# String [HEX] To ByteArray



## Gast (12. Jan 2009)

Hi,

wie würde sowas (C# code unten) genau in JAVA aussehen?:


```
static class HexStringConverter

    {

        public static byte[] ToByteArray(String HexString)

        {

            int NumberChars = HexString.Length;

            byte[] bytes = new byte[NumberChars / 2];

            for (int i = 0; i < NumberChars; i += 2)

            {

                bytes[i / 2] = Convert.ToByte(HexString.Substring(i, 2), 16);

            }

            return bytes;

        }

    }
```

lg
Gast


----------



## Landei (12. Jan 2009)

ausm Kopp und ohne Gewähr:

```
public class HexStringConverter { 

        public static byte[] toByteArray(String hexString) { 
            int numberChars = hexString.length(); 
            byte[] bytes = new byte[numberChars / 2]; 
            for (int i = 0; i < numberChars; i += 2) { 
                bytes[i / 2] = Byte.parseByte(hexString.substring(i, 2), 16)); 
            } 
            return bytes; 
        } 
}
```


----------



## Landei (12. Jan 2009)

Vielleicht geht auch einfach (für nicht allzulange Strings)

```
public class HexStringConverter { 
        public static byte[] toByteArray(String hexString) { 
            return (new java.util.BigInteger(hexString, 16)).toByteArray();
        } 
}
```


----------



## Guest (12. Jan 2009)

danke bis jetzt kann ich aber i-wie nicht so ganz nutzen


The method toByteArray cannot be declared static; static methods can only be declared in a static or top level type


----------



## Murray (12. Jan 2009)

Dann hast Du die Methode offenbar irgendwo in einer nicht-statischen Inner-Class definiert.


----------



## Guest (12. Jan 2009)

```
Source:
	public static void HexStringConverter(String HexString)
	{
		int numberChars = HexString.length();
		byte[] Bytes = new byte[numberChars /2];
		for( int i = 0; i < numberChars; i += 2 )
		{
		HexString = HexString.replace("S", "");
		Bytes[i / 2] = Byte.parseByte(HexString.substring(i,2),16);
		}
		
	}
```
mit Folgendem input wert:
C3BE203D069F64883094AB4274044A060DBF3B4FE4D61407BC343F51589D0CFDFF35F52DDFC585100CEA8F67BA443FE9E517CF681FEAF27AA25FE4984DD34E8D9C49B7DCF09B6B0A27DE1232461E118BD06F7386DE089018C77D82DEEF6F9AEF

gibt mir als Fehlermeldung:

Exception in thread "main" java.lang.NumberFormatException: Value out of range.

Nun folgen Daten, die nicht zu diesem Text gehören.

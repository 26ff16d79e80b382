//! # CoachDesk Core
//!
//! Domain types and pure scheduling logic shared by the store, API and wizard
//! crates: the error taxonomy, reservation and client models, the timezone
//! utility, the month calendar, slot availability math and input validation.

/// Slot grid and fully-booked calculation
pub mod availability;
/// Month grid and date predicates
pub mod calendar;
/// Error taxonomy shared across crates
pub mod errors;
/// Wire and domain models
pub mod models;
/// Operations the booking wizard relies on
pub mod service;
/// Business/visitor timezone conversion and display
pub mod timezone;
/// Format-level input checks
pub mod validation;
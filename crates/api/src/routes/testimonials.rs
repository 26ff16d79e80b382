use axum::{Router, routing::get};
use std::sync::Arc;

use crate::{ApiState, handlers};

pub fn routes() -> Router<Arc<ApiState>> {
    Router::new().route(
        "/api/testimonials",
        get(handlers::testimonials::list_testimonials),
    )
}
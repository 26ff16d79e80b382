use axum::{Router, routing::post};
use std::sync::Arc;

use crate::{ApiState, handlers};

pub fn routes() -> Router<Arc<ApiState>> {
    Router::new().route("/api/contact", post(handlers::contact::submit_contact))
}
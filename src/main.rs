use coachdesk_api::config::ApiConfig;
use coachdesk_store::create_store;
use color_eyre::eyre::{Result, WrapErr};
use dotenv::dotenv;
use tracing::info;

#[tokio::main]
async fn main() -> Result<()> {
    // Initialize error handling
    color_eyre::install()?;

    // Load environment variables
    dotenv().ok();

    // Load configuration
    let config = ApiConfig::from_env()?;
    coachdesk_api::init_tracing(config.log_level)?;

    // Create the record store client once for the whole process
    let store = create_store(config.store_backend.clone())
        .wrap_err("Failed to set up the record store")?;
    info!(
        schema = ?config.booking_schema,
        booked_table = %config.tables.booked,
        "Booking storage configured"
    );

    // Start API server
    coachdesk_api::start_server(config, store).await?;

    Ok(())
}
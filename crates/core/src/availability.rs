//! # Slot Availability
//!
//! The practice offers one consultation per hour from 09:00 to 17:00 in the
//! business timezone. This module turns a list of existing reservations into
//! the two views the calendar needs:
//!
//! - the full slot grid for a day, with taken slots flagged rather than removed
//! - the set of days in a month on which every slot is taken
//!
//! Nothing here touches the record store; callers fetch reservations first.

use std::collections::{BTreeMap, BTreeSet};

use chrono::{NaiveDate, NaiveTime, Timelike};

use crate::{calendar::MonthKey, models::booking::TimeSlot};

pub const FIRST_SLOT_HOUR: u32 = 9;
pub const LAST_SLOT_END_HOUR: u32 = 17;

/// Capacity of one day in the hourly model.
pub const SLOTS_PER_DAY: usize = (LAST_SLOT_END_HOUR - FIRST_SLOT_HOUR) as usize;

/// Business-timezone date and start time of an existing reservation.
#[derive(Debug, Clone, Copy, PartialEq, Eq, PartialOrd, Ord, Hash)]
pub struct BookedSlot {
    pub date: NaiveDate,
    pub start: NaiveTime,
}

/// The eight hourly slots of a business day, all marked available.
pub fn slot_grid() -> Vec<TimeSlot> {
    (FIRST_SLOT_HOUR..LAST_SLOT_END_HOUR)
        .filter_map(|hour| {
            Some(TimeSlot {
                start: NaiveTime::from_hms_opt(hour, 0, 0)?,
                end: NaiveTime::from_hms_opt(hour + 1, 0, 0)?,
                available: true,
            })
        })
        .collect()
}

/// Full grid for `date` with every reserved hour flagged unavailable.
///
/// Reservations are matched on their start hour, so a record written at
/// 09:30 still blocks the 09:00 slot.
pub fn resolve_slots(date: NaiveDate, booked: &[BookedSlot]) -> Vec<TimeSlot> {
    let taken_hours: BTreeSet<u32> = booked
        .iter()
        .filter(|slot| slot.date == date)
        .map(|slot| slot.start.hour())
        .collect();

    let mut slots = slot_grid();
    for slot in &mut slots {
        if taken_hours.contains(&slot.start.hour()) {
            slot.available = false;
        }
    }
    slots
}

/// Days of `month` holding at least [`SLOTS_PER_DAY`] reservations.
pub fn fully_booked(month: MonthKey, booked: &[BookedSlot]) -> BTreeSet<NaiveDate> {
    let mut per_date: BTreeMap<NaiveDate, usize> = BTreeMap::new();
    for slot in booked.iter().filter(|slot| month.contains(slot.date)) {
        *per_date.entry(slot.date).or_default() += 1;
    }

    per_date
        .into_iter()
        .filter(|(_, count)| *count >= SLOTS_PER_DAY)
        .map(|(date, _)| date)
        .collect()
}
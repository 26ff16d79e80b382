use std::collections::BTreeSet;

use coachdesk_core::{
    errors::{BookingError, BookingResult},
    models::client::{
        AgeRange, Attachment, ClientProfile, CreateClientRequest, DebtType, EmploymentStatus,
        PreferredContactMethod, ReasonForVisit, RelationshipStatus,
    },
    validation::is_valid_email,
};

pub const FILL_REQUIRED: &str = "Please fill in all required fields";
pub const INVALID_EMAIL: &str = "Please enter a valid email address";
pub const REASON_REQUIRED: &str = "Please tell us what brings you in";
pub const PHONE_REQUIRED: &str = "Please enter a phone number so we can call or text you";
pub const CONSENT_REQUIRED: &str = "Please agree to be contacted about your consultation";

/// Everything the visitor types on the contact step.
#[derive(Debug, Clone, Default, PartialEq, Eq)]
pub struct ContactForm {
    pub first_name: String,
    pub last_name: String,
    pub email: String,
    pub phone: String,

    pub relationship: Option<RelationshipStatus>,
    pub household_size: Option<u32>,
    pub age_range: Option<AgeRange>,
    pub employment_status: Option<EmploymentStatus>,

    pub reason_for_visit: Option<ReasonForVisit>,
    pub primary_financial_concern: String,
    pub current_debt_type: BTreeSet<DebtType>,

    pub preferred_contact_method: PreferredContactMethod,
    pub best_time_to_contact: String,

    pub consent: bool,
    pub attachments: Vec<Attachment>,
}

fn blank(value: &str) -> bool {
    value.trim().is_empty()
}

fn optional(value: &str) -> Option<String> {
    Some(value.trim().to_string()).filter(|v| !v.is_empty())
}

impl ContactForm {
    /// Checks run before anything is sent, in the order the form shows them.
    pub fn validate(&self) -> BookingResult<()> {
        let fail = |message: &str| Err(BookingError::Validation(message.to_string()));

        if blank(&self.first_name) || blank(&self.last_name) || blank(&self.email) {
            return fail(FILL_REQUIRED);
        }
        if !is_valid_email(self.email.trim()) {
            return fail(INVALID_EMAIL);
        }
        if self.reason_for_visit.is_none() {
            return fail(REASON_REQUIRED);
        }
        if self.preferred_contact_method.needs_phone() && blank(&self.phone) {
            return fail(PHONE_REQUIRED);
        }
        if !self.consent {
            return fail(CONSENT_REQUIRED);
        }
        Ok(())
    }

    /// Intake record linked to `booked_record_id`, validated the same way the
    /// API validates it.
    pub fn to_profile(&self, booked_record_id: Option<String>) -> BookingResult<ClientProfile> {
        CreateClientRequest {
            first_name: self.first_name.clone(),
            last_name: self.last_name.clone(),
            email: self.email.clone(),
            phone: optional(&self.phone),
            relationship: self.relationship,
            household_size: self.household_size,
            age_range: self.age_range,
            employment_status: self.employment_status,
            reason_for_visit: self.reason_for_visit,
            primary_financial_concern: optional(&self.primary_financial_concern),
            current_debt_type: self.current_debt_type.clone(),
            preferred_contact_method: Some(self.preferred_contact_method),
            best_time_to_contact: optional(&self.best_time_to_contact),
            consent: self.consent,
            booked_record_id,
            attachments: self.attachments.clone(),
        }
        .validate()
    }
}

Value:"C3" Radix:16
	at java.lang.Byte.parseByte(Unknown Source)
	at KeyImportTool.HexStringConverter(KeyImportTool.java:22)
	at KeyImportTool.main(KeyImportTool.java:126)

aus.

Woran kann das liegern???


----------



## SlaterB (12. Jan 2009)

bytes in Java laufen von -128 bis +127,
C3 liegt darüber


```
/**
     * A constant holding the minimum value a <code>byte</code> can
     * have, -2<sup>7</sup>.
     */
    public static final byte   MIN_VALUE = -128;

    /**
     * A constant holding the maximum value a <code>byte</code> can
     * have, 2<sup>7</sup>-1.
     */
    public static final byte   MAX_VALUE = 127;


public static byte parseByte(String s, int radix)
	throws NumberFormatException {
	int i = Integer.parseInt(s, radix);
	if (i < MIN_VALUE || i > MAX_VALUE)
	    throw new NumberFormatException(
                "Value out of range. Value:\"" + s + "\" Radix:" + radix);
	return (byte)i;
    }
```


----------



## Murray (12. Jan 2009)

Das liegt darin, dass in Java Bytes vorzeichenbehaftet sind: der Wertebereich geht von -128 bis 127.

Das substring-Konstrukt funktioniert so auch nur beim ersten Mal, da Substring als zweiten Parameter nicht die Länge, sondern (Endindex+1) erwartet.

So geht es:

```
String hexString = "C3BE203D069F64883094AB4274044A060DBF3B4FE4D61407BC343F51589D0CFDFF35F52DDFC585100CEA8F67BA443FE9E517CF681FEAF27AA25FE4984DD34E8D9C49B7DCF09B6B0A27DE1232461E118BD06F7386DE089018C77D82DEEF6F9AEF";
		int numberChars = hexString.length();
		byte[] bytes = new byte[numberChars /2];
		for( int i = 0; i < numberChars; i += 2) {
			bytes[i / 2] = (byte)(Integer.parseInt(hexString.substring(i,i+2),16)-128);
		}
```


----------



## Guest (12. Jan 2009)

Exception in thread "main" java.lang.StringIndexOutOfBoundsException: String index out of range: 194
	at java.lang.String.substring(Unknown Source)
	at KeyImportTool.HexStringConverter(KeyImportTool.java:28)
	at KeyImportTool.main(KeyImportTool.java:131)

die genante zeile 28 ist:

```
bytes[i / 2] = (byte)(Integer.parseInt(HexString.substring(i,i+2),16)-128);
```

und die zeile 131 ist:
HexStringConverter(firstByteArrayInput);

mit dem ruf ich eben:


```
public static void HexStringConverter(String HexString)
	{
	      int numberChars = HexString.length();
	      HexString = Replace(HexString, "V", "P", "S");
	      byte[] bytes = new byte[numberChars /2];
	      for( int i = 0; i < numberChars; i += 2) {
	         bytes[i / 2] = (byte)(Integer.parseInt(HexString.substring(i,i+2),16)-128);
	      } 
	}
```

auf


----------



## Gast (12. Jan 2009)

liegt die Exception an derm i ? das des zu viel wird???


----------



## SlaterB (12. Jan 2009)

wenn der String eine ungrader Anzahl Zeichen hat,
dann kann sowas offensichtlich passieren,

poste den String und vor allen dessen Länge, also numberChars


----------



## Murray (12. Jan 2009)

Wenn Replace die Länge der Strings verändern kann, dann solltest Du die Zeichenzahl erst danach ermitteln.


----------



## Guest (12. Jan 2009)

Murray respekt ^^ da bin ich ned drauf gekommen ...^^

THX

Replace entfernt ein  zeichen aus dem Hex String das ungültig ist aber immer dabei ist.


----------